*** Opening RECORDS FOR THIS TASK ***
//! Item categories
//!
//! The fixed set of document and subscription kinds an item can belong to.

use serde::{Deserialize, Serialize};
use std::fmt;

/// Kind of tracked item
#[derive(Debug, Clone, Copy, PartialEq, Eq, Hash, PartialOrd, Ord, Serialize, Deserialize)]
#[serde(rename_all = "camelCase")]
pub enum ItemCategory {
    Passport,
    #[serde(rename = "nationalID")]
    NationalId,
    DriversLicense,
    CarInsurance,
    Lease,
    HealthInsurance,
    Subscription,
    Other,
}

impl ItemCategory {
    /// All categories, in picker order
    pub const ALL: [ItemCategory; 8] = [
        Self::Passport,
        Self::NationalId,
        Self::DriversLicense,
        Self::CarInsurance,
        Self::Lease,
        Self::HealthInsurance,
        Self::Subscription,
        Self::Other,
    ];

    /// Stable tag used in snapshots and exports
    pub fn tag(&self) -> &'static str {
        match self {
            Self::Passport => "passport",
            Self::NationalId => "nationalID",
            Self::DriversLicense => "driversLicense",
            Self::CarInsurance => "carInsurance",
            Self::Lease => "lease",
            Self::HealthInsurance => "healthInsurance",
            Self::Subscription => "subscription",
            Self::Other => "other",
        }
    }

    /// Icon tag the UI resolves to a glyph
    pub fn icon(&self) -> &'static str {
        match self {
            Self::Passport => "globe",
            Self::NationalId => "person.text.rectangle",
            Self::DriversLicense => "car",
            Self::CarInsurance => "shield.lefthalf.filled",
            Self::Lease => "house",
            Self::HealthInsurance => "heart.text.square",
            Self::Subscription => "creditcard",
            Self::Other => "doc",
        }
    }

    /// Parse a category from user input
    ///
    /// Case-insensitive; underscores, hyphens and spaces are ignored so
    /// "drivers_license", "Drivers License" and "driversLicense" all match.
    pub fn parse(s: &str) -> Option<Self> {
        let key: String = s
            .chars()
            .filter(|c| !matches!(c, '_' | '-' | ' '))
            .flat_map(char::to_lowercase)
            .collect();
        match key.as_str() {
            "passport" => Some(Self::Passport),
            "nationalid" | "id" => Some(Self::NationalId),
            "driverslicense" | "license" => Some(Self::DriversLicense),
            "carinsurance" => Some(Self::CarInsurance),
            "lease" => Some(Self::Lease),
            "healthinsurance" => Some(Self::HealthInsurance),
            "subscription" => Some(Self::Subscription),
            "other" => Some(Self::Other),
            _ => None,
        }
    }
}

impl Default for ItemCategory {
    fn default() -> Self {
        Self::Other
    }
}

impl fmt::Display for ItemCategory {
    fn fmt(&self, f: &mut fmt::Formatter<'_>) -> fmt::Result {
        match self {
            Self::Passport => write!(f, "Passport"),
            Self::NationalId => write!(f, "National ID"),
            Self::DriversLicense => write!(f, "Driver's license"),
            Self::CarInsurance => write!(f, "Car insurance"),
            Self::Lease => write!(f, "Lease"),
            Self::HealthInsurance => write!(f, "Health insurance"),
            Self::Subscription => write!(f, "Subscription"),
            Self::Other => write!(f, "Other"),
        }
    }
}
*** Closing RECORDS FOR THIS TASK ***
*** Opening RECORDS FOR THIS TASK ***
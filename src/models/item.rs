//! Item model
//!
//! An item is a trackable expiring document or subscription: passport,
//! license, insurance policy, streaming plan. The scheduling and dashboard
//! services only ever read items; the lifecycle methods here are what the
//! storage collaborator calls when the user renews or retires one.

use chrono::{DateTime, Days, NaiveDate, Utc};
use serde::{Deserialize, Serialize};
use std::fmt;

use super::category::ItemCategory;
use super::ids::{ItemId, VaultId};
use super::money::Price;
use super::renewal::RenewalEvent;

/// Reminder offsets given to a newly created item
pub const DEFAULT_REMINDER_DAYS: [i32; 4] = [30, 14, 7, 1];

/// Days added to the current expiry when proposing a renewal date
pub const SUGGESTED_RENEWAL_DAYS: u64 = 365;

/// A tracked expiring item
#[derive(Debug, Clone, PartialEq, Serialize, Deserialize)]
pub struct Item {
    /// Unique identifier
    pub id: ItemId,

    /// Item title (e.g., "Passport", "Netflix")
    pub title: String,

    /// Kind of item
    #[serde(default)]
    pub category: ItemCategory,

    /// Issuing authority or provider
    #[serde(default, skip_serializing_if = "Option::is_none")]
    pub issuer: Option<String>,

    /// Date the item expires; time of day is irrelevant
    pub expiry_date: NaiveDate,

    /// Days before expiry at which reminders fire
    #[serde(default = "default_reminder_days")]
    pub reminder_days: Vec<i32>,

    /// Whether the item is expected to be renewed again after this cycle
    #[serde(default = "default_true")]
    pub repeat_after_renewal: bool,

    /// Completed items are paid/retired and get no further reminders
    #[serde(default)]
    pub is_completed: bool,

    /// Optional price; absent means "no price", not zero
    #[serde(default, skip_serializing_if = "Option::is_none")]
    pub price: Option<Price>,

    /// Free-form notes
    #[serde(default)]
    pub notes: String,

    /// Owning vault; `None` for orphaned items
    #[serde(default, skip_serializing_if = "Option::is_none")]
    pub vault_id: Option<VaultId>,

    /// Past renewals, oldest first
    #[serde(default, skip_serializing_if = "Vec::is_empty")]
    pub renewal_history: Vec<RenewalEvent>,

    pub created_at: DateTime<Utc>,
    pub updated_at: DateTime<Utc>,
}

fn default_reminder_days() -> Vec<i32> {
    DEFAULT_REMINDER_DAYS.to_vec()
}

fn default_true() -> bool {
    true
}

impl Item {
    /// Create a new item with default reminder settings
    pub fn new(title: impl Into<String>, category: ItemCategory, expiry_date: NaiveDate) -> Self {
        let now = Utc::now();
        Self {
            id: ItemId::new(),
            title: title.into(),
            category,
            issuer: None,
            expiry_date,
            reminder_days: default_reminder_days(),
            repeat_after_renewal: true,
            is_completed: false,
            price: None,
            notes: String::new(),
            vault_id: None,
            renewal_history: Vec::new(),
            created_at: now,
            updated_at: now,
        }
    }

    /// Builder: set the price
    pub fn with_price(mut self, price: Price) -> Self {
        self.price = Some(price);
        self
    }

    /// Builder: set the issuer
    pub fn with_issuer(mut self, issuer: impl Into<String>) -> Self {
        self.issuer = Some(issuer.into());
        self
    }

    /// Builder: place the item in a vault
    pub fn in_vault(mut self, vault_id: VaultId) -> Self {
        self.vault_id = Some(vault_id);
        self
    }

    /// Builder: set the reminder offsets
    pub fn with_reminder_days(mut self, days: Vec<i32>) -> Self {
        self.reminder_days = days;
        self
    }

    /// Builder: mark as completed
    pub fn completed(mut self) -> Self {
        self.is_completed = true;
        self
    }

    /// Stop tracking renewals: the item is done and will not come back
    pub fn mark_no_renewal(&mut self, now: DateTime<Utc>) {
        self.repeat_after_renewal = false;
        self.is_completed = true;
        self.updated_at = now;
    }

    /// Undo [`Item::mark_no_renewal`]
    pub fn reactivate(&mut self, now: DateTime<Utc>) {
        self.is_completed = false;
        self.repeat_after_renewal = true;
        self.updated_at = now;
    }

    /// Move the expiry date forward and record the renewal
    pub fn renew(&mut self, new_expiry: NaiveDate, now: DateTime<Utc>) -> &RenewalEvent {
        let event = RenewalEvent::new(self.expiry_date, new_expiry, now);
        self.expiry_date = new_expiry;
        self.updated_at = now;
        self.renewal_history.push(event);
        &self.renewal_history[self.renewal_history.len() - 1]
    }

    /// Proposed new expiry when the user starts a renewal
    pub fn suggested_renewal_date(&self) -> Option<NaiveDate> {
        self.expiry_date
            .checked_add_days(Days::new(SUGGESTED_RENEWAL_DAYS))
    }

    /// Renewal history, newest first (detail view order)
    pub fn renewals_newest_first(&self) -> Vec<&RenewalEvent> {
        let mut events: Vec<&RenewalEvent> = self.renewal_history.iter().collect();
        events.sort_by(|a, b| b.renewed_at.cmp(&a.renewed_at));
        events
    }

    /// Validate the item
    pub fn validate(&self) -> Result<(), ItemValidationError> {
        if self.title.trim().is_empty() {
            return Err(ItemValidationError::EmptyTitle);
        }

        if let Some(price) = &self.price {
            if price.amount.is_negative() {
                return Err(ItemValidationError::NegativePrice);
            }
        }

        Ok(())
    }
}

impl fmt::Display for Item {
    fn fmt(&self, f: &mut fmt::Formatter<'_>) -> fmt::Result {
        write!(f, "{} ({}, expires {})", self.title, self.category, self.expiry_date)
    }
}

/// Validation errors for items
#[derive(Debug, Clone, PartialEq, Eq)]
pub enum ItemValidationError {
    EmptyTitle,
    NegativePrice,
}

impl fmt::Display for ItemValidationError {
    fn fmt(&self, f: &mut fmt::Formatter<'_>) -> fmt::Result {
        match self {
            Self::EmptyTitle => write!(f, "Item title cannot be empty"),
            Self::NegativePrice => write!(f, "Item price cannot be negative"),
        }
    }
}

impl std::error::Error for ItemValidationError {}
*** Closing RECORDS FOR THIS TASK ***
*** Opening RECORDS FOR THIS TASK ***
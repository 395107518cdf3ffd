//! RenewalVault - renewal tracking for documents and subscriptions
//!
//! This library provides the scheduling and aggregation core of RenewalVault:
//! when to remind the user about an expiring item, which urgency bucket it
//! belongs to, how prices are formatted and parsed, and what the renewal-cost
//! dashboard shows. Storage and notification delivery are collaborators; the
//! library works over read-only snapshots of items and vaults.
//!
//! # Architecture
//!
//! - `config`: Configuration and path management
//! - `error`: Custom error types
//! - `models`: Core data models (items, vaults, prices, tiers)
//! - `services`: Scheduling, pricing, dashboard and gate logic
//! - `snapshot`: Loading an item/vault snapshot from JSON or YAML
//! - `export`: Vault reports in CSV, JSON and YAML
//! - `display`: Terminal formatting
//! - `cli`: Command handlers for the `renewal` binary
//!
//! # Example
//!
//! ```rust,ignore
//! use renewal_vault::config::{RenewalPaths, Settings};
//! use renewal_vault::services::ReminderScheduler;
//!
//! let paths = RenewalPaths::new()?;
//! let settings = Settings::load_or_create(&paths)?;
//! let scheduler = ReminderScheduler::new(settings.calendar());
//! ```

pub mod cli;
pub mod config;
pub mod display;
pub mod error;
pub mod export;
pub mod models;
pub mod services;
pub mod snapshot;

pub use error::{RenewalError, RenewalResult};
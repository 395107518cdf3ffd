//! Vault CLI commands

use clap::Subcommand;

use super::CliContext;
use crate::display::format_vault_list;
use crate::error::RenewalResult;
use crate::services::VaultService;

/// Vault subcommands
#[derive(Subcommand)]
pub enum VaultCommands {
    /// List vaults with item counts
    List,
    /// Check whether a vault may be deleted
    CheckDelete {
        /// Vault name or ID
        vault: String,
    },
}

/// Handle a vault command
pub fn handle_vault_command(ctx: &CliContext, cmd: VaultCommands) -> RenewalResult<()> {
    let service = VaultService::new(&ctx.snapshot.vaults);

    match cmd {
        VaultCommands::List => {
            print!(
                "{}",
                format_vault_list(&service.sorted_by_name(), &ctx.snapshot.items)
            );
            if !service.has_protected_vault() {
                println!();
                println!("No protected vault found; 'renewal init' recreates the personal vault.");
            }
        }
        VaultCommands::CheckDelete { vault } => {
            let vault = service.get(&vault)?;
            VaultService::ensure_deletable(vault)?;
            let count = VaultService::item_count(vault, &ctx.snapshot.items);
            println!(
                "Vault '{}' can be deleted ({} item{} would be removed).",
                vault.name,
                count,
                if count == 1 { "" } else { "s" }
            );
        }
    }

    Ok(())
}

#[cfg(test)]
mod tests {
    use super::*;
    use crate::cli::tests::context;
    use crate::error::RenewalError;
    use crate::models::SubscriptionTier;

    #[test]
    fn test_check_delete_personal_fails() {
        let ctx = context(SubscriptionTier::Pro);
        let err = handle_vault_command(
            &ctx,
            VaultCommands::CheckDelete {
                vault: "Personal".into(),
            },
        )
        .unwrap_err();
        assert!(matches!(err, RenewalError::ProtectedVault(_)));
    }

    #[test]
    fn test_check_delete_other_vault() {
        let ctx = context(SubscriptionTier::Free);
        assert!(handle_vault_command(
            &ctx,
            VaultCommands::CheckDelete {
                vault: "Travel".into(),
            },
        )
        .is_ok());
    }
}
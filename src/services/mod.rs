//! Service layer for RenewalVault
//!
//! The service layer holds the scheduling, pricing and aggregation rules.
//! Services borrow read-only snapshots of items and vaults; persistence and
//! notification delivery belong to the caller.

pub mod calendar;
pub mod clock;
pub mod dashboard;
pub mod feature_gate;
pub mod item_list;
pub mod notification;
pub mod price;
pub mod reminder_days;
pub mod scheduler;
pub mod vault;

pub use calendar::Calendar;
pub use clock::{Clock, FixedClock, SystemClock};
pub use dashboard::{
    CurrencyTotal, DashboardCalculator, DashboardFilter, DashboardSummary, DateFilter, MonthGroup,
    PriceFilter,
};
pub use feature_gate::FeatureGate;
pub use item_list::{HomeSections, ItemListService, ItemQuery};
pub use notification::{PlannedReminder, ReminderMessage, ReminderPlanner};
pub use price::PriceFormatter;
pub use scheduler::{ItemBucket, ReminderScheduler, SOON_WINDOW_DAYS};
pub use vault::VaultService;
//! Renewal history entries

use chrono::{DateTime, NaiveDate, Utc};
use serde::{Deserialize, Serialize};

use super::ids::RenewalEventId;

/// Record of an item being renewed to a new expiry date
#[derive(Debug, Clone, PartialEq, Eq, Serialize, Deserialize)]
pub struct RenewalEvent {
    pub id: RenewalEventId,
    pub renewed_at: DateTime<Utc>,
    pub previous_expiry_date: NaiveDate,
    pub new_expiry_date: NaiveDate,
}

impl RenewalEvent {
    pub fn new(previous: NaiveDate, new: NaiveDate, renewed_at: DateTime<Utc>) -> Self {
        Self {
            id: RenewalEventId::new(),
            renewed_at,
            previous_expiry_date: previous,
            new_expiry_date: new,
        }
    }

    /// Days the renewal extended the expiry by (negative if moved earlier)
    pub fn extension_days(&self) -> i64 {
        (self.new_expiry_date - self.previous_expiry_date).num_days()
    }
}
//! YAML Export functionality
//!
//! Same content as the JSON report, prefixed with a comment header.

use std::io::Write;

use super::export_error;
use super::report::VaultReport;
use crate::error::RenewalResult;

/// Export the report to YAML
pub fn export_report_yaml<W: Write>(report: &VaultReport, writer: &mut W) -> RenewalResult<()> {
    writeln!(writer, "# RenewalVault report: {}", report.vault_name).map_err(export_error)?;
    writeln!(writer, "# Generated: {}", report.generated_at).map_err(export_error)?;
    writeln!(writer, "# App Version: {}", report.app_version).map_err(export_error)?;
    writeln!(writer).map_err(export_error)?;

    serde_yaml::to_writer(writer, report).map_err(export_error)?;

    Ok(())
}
*** Closing RECORDS FOR THIS TASK ***
● REQUIREMENT
Tally up the lines in the records containing the word "what", then give the count and nothing else.

● OUTPUT BELOW
2